* _Try it_: Scan the records below for the line with "NaiveDate::from_ymd_opt(2025, 8, 30).unwrap()" and the line with "let monday = NaiveDate::from_ymd_opt(2024, 1, 1).unwrap();". Repeat those two lines and every line between them exactly, and nothing else.

============================================================

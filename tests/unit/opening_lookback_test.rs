// The opening-inventory lookback rule: opening stock for a date is the
// previous day's closing valuation, except Mondays reach back to
// Saturday because branches run no Sunday day-end.

use chrono::{Datelike, Duration, NaiveDate, Weekday};
use platewise::modules::inventory::services::opening_lookback_date;

#[test]
fn test_tuesday_through_sunday_look_back_one_day() {
    // 2025-08-05 (Tue) .. 2025-08-10 (Sun)
    for day in 5..=10 {
        let date = NaiveDate::from_ymd_opt(2025, 8, day).unwrap();
        assert_ne!(date.weekday(), Weekday::Mon);
        assert_eq!(
            opening_lookback_date(date),
            date - Duration::days(1),
            "{} should look back one day",
            date
        );
    }
}

#[test]
fn test_monday_looks_back_to_saturday() {
    let monday = NaiveDate::from_ymd_opt(2025, 8, 4).unwrap();
    assert_eq!(monday.weekday(), Weekday::Mon);

    let expected = NaiveDate::from_ymd_opt(2025, 8, 2).unwrap();
    assert_eq!(expected.weekday(), Weekday::Sat);
    assert_eq!(opening_lookback_date(monday), expected);
}

#[test]
fn test_monday_lookback_crosses_month_boundary() {
    // 2025-09-01 is a Monday; Saturday is 2025-08-30
    let monday = NaiveDate::from_ymd_opt(2025, 9, 1).unwrap();
    assert_eq!(monday.weekday(), Weekday::Mon);

    assert_eq!(
        opening_lookback_date(monday),
        NaiveDate::from_ymd_opt(2025, 8, 30).unwrap()
    );
}

#[test]
fn test_monday_lookback_crosses_year_boundary() {
    // 2024-01-01 is a Monday; Saturday is 2023-12-30
    let monday = NaiveDate::from_ymd_opt(2024, 1, 1).unwrap();
    assert_eq!(monday.weekday(), Weekday::Mon);

    assert_eq!(
        opening_lookback_date(monday),
        NaiveDate::from_ymd_opt(2023, 12, 30).unwrap()
    );
}

#[test]
fn test_lookback_never_lands_on_a_sunday() {
    // Whatever the weekday, the expected opening day is a working day
    let start = NaiveDate::from_ymd_opt(2025, 8, 1).unwrap();
    for offset in 0..28 {
        let date = start + Duration::days(offset);
        assert_ne!(
            opening_lookback_date(date).weekday(),
            Weekday::Sun,
            "lookback for {} landed on a Sunday",
            date
        );
    }
}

============================================================

* _Output below_:
        NaiveDate::from_ymd_opt(2025, 8, 30).unwrap()
    );
}

#[test]
fn test_monday_lookback_crosses_year_boundary() {
    // 2024-01-01 is a Monday; Saturday is 2023-12-30
    let monday = NaiveDate::from_ymd_opt(2024, 1, 1).unwrap();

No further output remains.